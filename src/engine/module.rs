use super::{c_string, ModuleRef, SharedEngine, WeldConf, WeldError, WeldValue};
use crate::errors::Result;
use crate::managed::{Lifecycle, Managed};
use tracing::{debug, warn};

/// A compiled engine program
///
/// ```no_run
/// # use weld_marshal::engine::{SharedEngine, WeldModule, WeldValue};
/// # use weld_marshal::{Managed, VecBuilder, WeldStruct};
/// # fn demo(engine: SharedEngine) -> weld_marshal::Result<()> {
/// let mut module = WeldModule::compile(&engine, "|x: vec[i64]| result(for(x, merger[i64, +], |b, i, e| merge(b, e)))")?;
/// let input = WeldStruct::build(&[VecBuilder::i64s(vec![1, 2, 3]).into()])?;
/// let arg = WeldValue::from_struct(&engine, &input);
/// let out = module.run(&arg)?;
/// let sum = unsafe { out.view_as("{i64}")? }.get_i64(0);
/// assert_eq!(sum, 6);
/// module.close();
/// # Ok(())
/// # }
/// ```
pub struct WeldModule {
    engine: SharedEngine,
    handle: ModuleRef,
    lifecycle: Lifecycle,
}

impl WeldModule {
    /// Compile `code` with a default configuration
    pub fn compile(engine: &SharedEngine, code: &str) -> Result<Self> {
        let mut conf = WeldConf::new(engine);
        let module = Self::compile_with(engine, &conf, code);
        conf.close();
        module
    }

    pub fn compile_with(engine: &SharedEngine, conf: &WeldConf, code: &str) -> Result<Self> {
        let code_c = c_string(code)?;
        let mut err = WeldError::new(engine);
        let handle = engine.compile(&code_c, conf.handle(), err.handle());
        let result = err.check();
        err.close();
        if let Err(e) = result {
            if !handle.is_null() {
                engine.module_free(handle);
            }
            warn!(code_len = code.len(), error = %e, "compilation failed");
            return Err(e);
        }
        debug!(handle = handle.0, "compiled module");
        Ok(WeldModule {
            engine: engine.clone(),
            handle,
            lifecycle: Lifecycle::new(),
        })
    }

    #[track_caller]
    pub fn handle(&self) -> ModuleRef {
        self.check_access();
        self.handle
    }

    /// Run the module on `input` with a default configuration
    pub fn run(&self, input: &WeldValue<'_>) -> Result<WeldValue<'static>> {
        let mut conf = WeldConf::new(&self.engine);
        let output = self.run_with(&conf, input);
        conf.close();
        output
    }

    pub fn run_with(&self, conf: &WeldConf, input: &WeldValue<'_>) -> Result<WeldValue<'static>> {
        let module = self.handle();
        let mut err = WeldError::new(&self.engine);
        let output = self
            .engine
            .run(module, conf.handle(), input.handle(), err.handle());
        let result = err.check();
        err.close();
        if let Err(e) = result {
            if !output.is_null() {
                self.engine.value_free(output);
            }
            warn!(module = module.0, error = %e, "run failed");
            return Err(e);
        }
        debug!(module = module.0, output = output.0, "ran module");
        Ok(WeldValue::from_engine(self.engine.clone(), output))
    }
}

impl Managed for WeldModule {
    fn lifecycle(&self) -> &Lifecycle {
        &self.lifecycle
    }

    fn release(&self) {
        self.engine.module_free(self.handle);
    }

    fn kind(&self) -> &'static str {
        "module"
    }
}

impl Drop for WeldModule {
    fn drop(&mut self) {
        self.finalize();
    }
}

^^^^^^^^^^^^^^^^

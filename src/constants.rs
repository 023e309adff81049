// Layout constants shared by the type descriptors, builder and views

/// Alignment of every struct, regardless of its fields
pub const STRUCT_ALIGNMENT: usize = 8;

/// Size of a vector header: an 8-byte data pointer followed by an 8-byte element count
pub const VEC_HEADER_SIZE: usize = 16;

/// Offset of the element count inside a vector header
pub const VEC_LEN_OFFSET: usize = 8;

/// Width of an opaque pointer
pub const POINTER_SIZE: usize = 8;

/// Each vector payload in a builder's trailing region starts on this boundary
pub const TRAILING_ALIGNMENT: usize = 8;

^^^^^^^^^^^^^^^^

The response should be the listing above, limited to the lines between the one holding "inside a vector header" and the one holding "pub const TRAILING_ALIGNMENT: usize = 8;", inclusive, reproduced exactly.

**Result of this exercise**:
/// Offset of the element count inside a vector header
pub const VEC_LEN_OFFSET: usize = 8;

/// Width of an opaque pointer
pub const POINTER_SIZE: usize = 8;

/// Each vector payload in a builder's trailing region starts on this boundary
pub const TRAILING_ALIGNMENT: usize = 8;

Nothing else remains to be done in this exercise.